Molecular Pharmacology Studies of HERG Expressed in Xenopus Oocytes:
Xenopus Oocytes Isolation
The female Xenopus Laevis frogs (Nasco, Modesto, Calif., U.S.A.) were anesthetized with 0.2% tricaine methanesulfonate (Sigma, St. Louis, Mo., U.S.A.). The ovarian lobes were surgically removed and digested with 2.0 mg/ml type IA collagenase (Sigma) for 2 hours in a Ca2+-free solution containing (mmol/L): 88.0 NaCl, 1.0 KCl, 2.4 NaHCO3, 5.0 HEPES, 0.82 MgCl2 solution (pH 7.6 with NaOH) to remove the follicle layer. At the end of collagenase treatment, the stage V and VI oocytes were picked up and stored in modified Barth's solution containing (mmol/L): 88.0 NaCl, 1.0 KCl, 2.4 NaHCO3, 5.0 HEPES, 0.30 Ca(NO3)2, 0.40 CaCl2, 0.82 MgSO4, 2.5 pyruvic acid and gentamicin 50 μg/ml, pH 7.6 with NaOH.

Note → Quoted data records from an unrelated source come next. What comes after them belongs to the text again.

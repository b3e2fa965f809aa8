//! Core types shared across qadiff facilities
//!
//! This crate provides foundational types used by both error handling
//! and logging facilities:
//!
//! - **Correlation types**: RequestId, attached to one comparison run
//! - **Schema constants**: Canonical field keys and event names

pub mod correlation;
pub mod schema;

pub use correlation::RequestId;
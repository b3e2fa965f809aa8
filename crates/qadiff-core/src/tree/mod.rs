//! Structural diff of nested key-value trees.
//!
//! ## Entry point
//!
//! ```
//! use qadiff_core::tree::{diff_trees, TreeNode};
//! use serde_json::json;
//!
//! let left = TreeNode::from(json!({"a": {"b": 1, "c": 2}}));
//! let right = TreeNode::from(json!({"a": {"b": 1, "c": 3}}));
//! let result = diff_trees(&left, &right);
//! assert_eq!(result.entries[0].rendered_path(), "a->c");
//! ```
//!
//! ## Guarantees
//!
//! - **Determinism**: entry order is the pre-order walk of the left tree's
//!   key order; key-set equality itself ignores order.
//! - **Coarse structure**: a length, key-set or mapping/scalar disagreement
//!   is reported once for its level and nothing below it is enumerated.
//! - **Opaque sequences**: arrays are leaves.

pub mod engine;
pub mod model;

pub use engine::{diff_at, diff_trees};
pub use model::{DiffEntry, LevelMismatch, LevelMismatchKind, NodeKind, TreeDiffResult, TreeNode};
//! Shared diff report model and human-readable rendering.
//!
//! Every comparator result converts into a [`DiffReport`], which carries a
//! single [`Verdict`] callers can branch on without knowing the artifact
//! kind.

pub mod human_summary;
pub mod model;

pub use human_summary::{render_document_summary, render_human_summary};
pub use model::{ArtifactKind, DiffReport, ReportDocument, Verdict, REPORT_SCHEMA_VERSION};
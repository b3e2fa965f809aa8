//! Image command
//!
//! Usage: qadiff image <SOURCE> <TARGET> [--baseline-width <PX>]

use crate::commands::{emit, Output};
use crate::config::QadiffConfig;
use clap::Args;
use qadiff_core::errors::DiffError;
use qadiff_core::report::Verdict;
use qadiff_io::compare_image_files;
use std::path::PathBuf;

#[derive(Debug, Args)]
pub struct ImageArgs {
    /// Baseline image
    pub source: PathBuf,

    /// Candidate image; resampled to the baseline width if widths differ
    pub target: PathBuf,

    /// Width the candidate is resampled to (default: config, then 2160)
    #[arg(short, long)]
    pub baseline_width: Option<usize>,
}

/// Execute image command
pub fn execute(
    args: ImageArgs,
    config: &QadiffConfig,
    output: &Output,
) -> Result<Verdict, DiffError> {
    let baseline_width = args
        .baseline_width
        .unwrap_or(config.image.baseline_width);
    let doc = compare_image_files(&args.source, &args.target, baseline_width)?;
    emit(&doc, output)
}
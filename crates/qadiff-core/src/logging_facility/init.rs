//! Logging initialization module
//!
//! Provides a single initialization point for the logging facility.

use serde::{Deserialize, Serialize};
use std::sync::Once;
use tracing_subscriber::{util::SubscriberInitExt, EnvFilter};

/// Logging profile configuration
#[derive(Debug, Clone, Copy, PartialEq, Eq, Serialize, Deserialize, Default)]
#[serde(rename_all = "lowercase")]
pub enum Profile {
    /// Human-readable output for development
    #[default]
    Development,
    /// JSON structured output for production pipelines
    Production,
    /// Test capture mode for deterministic testing
    Test,
}

static INIT_ONCE: Once = Once::new();

/// Initialize the logging facility
///
/// Call once at application startup; later calls are no-ops.
///
/// # Profiles
///
/// - **Development**: Human-readable logs on stderr, `qadiff=debug`
/// - **Production**: JSON structured logs on stderr, `qadiff=info`
/// - **Test**: Bare registry, see [`super::init_test_capture`]
///
/// `RUST_LOG` overrides the default filter in both output profiles. If a
/// global subscriber is already installed (e.g. by a test harness) it is
/// left in place.
pub fn init(profile: Profile) {
    INIT_ONCE.call_once(|| match profile {
        Profile::Development => {
            tracing_subscriber::fmt()
                .with_writer(std::io::stderr)
                .with_env_filter(
                    EnvFilter::try_from_default_env()
                        .unwrap_or_else(|_| EnvFilter::new("qadiff=debug")),
                )
                .try_init()
                .ok();
        }
        Profile::Production => {
            tracing_subscriber::fmt()
                .json()
                .with_writer(std::io::stderr)
                .with_env_filter(
                    EnvFilter::try_from_default_env()
                        .unwrap_or_else(|_| EnvFilter::new("qadiff=info")),
                )
                .try_init()
                .ok();
        }
        Profile::Test => {
            tracing_subscriber::registry().try_init().ok();
        }
    });
}
//! Recursive tree diff.
//!
//! Depth-first, pre-order. At each level the two mappings must agree on
//! length and key set before any key is descended into; a disagreement is
//! recorded once for that level and its subtree is skipped.

use crate::tree::model::{
    DiffEntry, LevelMismatch, LevelMismatchKind, TreeDiffResult, TreeNode,
};
use indexmap::IndexMap;
use serde_json::Value;
use std::collections::BTreeSet;

/// Diff two trees from the root.
pub fn diff_trees(left: &TreeNode, right: &TreeNode) -> TreeDiffResult {
    diff_at(left, right, &[])
}

/// Diff two subtrees whose position under the root is `path`.
///
/// Every reported path is prefixed with `path`.
pub fn diff_at(left: &TreeNode, right: &TreeNode, path: &[String]) -> TreeDiffResult {
    let mut walk = TreeWalk::default();
    let mut path = path.to_vec();

    match (left, right) {
        (TreeNode::Mapping(l), TreeNode::Mapping(r)) => walk.mappings(l, r, &mut path),
        (TreeNode::Scalar(l), TreeNode::Scalar(r)) if scalars_equal(l, r) => {}
        _ => walk.level_mismatch(
            &path,
            LevelMismatchKind::NonMappingRoot {
                left: left.kind(),
                right: right.kind(),
            },
        ),
    }

    walk.finish()
}

/// Scalar equality with numbers compared by value (`1 == 1.0`), including
/// numbers nested inside arrays and objects.
pub fn scalars_equal(left: &Value, right: &Value) -> bool {
    match (left, right) {
        (Value::Number(a), Value::Number(b)) => {
            if let (Some(x), Some(y)) = (a.as_i64(), b.as_i64()) {
                x == y
            } else if let (Some(x), Some(y)) = (a.as_u64(), b.as_u64()) {
                x == y
            } else {
                a.as_f64() == b.as_f64()
            }
        }
        (Value::Array(a), Value::Array(b)) => {
            a.len() == b.len() && a.iter().zip(b).all(|(x, y)| scalars_equal(x, y))
        }
        (Value::Object(a), Value::Object(b)) => {
            a.len() == b.len()
                && a
                    .iter()
                    .all(|(k, x)| b.get(k).is_some_and(|y| scalars_equal(x, y)))
        }
        _ => left == right,
    }
}

#[derive(Default)]
struct TreeWalk {
    entries: Vec<DiffEntry>,
    level_mismatches: Vec<LevelMismatch>,
}

impl TreeWalk {
    fn mappings(
        &mut self,
        left: &IndexMap<String, TreeNode>,
        right: &IndexMap<String, TreeNode>,
        path: &mut Vec<String>,
    ) {
        if left.len() != right.len() {
            self.level_mismatch(
                path,
                LevelMismatchKind::LengthMismatch {
                    left_len: left.len(),
                    right_len: right.len(),
                },
            );
            return;
        }

        let left_keys: BTreeSet<&str> = left.keys().map(String::as_str).collect();
        let right_keys: BTreeSet<&str> = right.keys().map(String::as_str).collect();
        if left_keys != right_keys {
            self.level_mismatch(
                path,
                LevelMismatchKind::KeySetMismatch {
                    only_left: left_keys
                        .difference(&right_keys)
                        .map(|k| k.to_string())
                        .collect(),
                    only_right: right_keys
                        .difference(&left_keys)
                        .map(|k| k.to_string())
                        .collect(),
                },
            );
            return;
        }

        for (key, left_node) in left {
            let Some(right_node) = right.get(key) else {
                continue;
            };
            path.push(key.clone());
            match (left_node, right_node) {
                (TreeNode::Mapping(l), TreeNode::Mapping(r)) => self.mappings(l, r, path),
                (TreeNode::Scalar(l), TreeNode::Scalar(r)) => {
                    if !scalars_equal(l, r) {
                        self.entries.push(DiffEntry {
                            path: path.clone(),
                            left_value: l.clone(),
                            right_value: r.clone(),
                        });
                    }
                }
                (l, r) => self.level_mismatch(
                    path,
                    LevelMismatchKind::TypeMismatch {
                        left: l.kind(),
                        right: r.kind(),
                    },
                ),
            }
            path.pop();
        }
    }

    fn level_mismatch(&mut self, path: &[String], kind: LevelMismatchKind) {
        self.level_mismatches.push(LevelMismatch {
            path: path.to_vec(),
            kind,
        });
    }

    fn finish(self) -> TreeDiffResult {
        TreeDiffResult {
            equal: self.entries.is_empty() && self.level_mismatches.is_empty(),
            entries: self.entries,
            level_mismatches: self.level_mismatches,
        }
    }
}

Expression of HERG in Oocytes
The BERG clone was a gift from Dr. Gail Robertson (University of Wisconsin, Madison, Wis.), and the cDNA was cloned into the pGH19 vector. The cDNA was lineralized with NOT1 and in vitro transcription was made with T7 mMessage Machine Kit (Ambion, Austin, Tex., U.S.A.). One day after isolation, oocytes were injected 40 nl of 50 μg/μl of HERG cRNA using microinjector (Drummond Scientific, Broomall, Pa., U.S.A.) and incubated at 18-20° C. in the modified Barth's solution.
Electrophysiology
Currents were studied 2-7 days after injection by two microelectrodes voltage clamp technique at room temperature (21-23°). The oocytes were voltage-clamped with an amplifier (Warner OC-725 C oocyte clamp, Warner Instruments, Hamden, Conn.). Current and voltage electrodes were filled with 3 mol/L KCl and had a resistance of 2-4 MΩ for voltage-recording electrodes and 1-2 MΩ for current-passing electrodes. The recording bath solution contained in mmol/L: 96 NaCl, 5.0 KCl, 2.0 CaCl2, 1.0 MgCl2, 5 HEPES; and the pH of solution was adjusted to 7.4 with NaOH. In some experiments, 2.5 KCl and 10.0 KCl was applied instead of 5.0 KCl to test the extracellular potassium concentration effect on quinidine blockage. Recordings were made before and after 5 minutes of the drug perfusion. Stock solution of floxacins (50 mM) were made up in dimethylsulphoxide (DMSO) and kept at −20° C. Appropriate drug dilution with 5K recording solution was prepared shortly before the experiments. The portion of DMSO in the perfusion solutions did not exceed 0.2% to avoid artificial effects. Data acquisition was made with pCLAMP software (Axon Instruments, Foster City, Calif., U.S.A.). Experiments in which the holding current was more than 200 nA at −80 mV holding potential were excluded from analysis. Statistical significance between the data is obtained by Student's t-test or by the ANOVA test. When appropriate, data are expressed as mean±SD.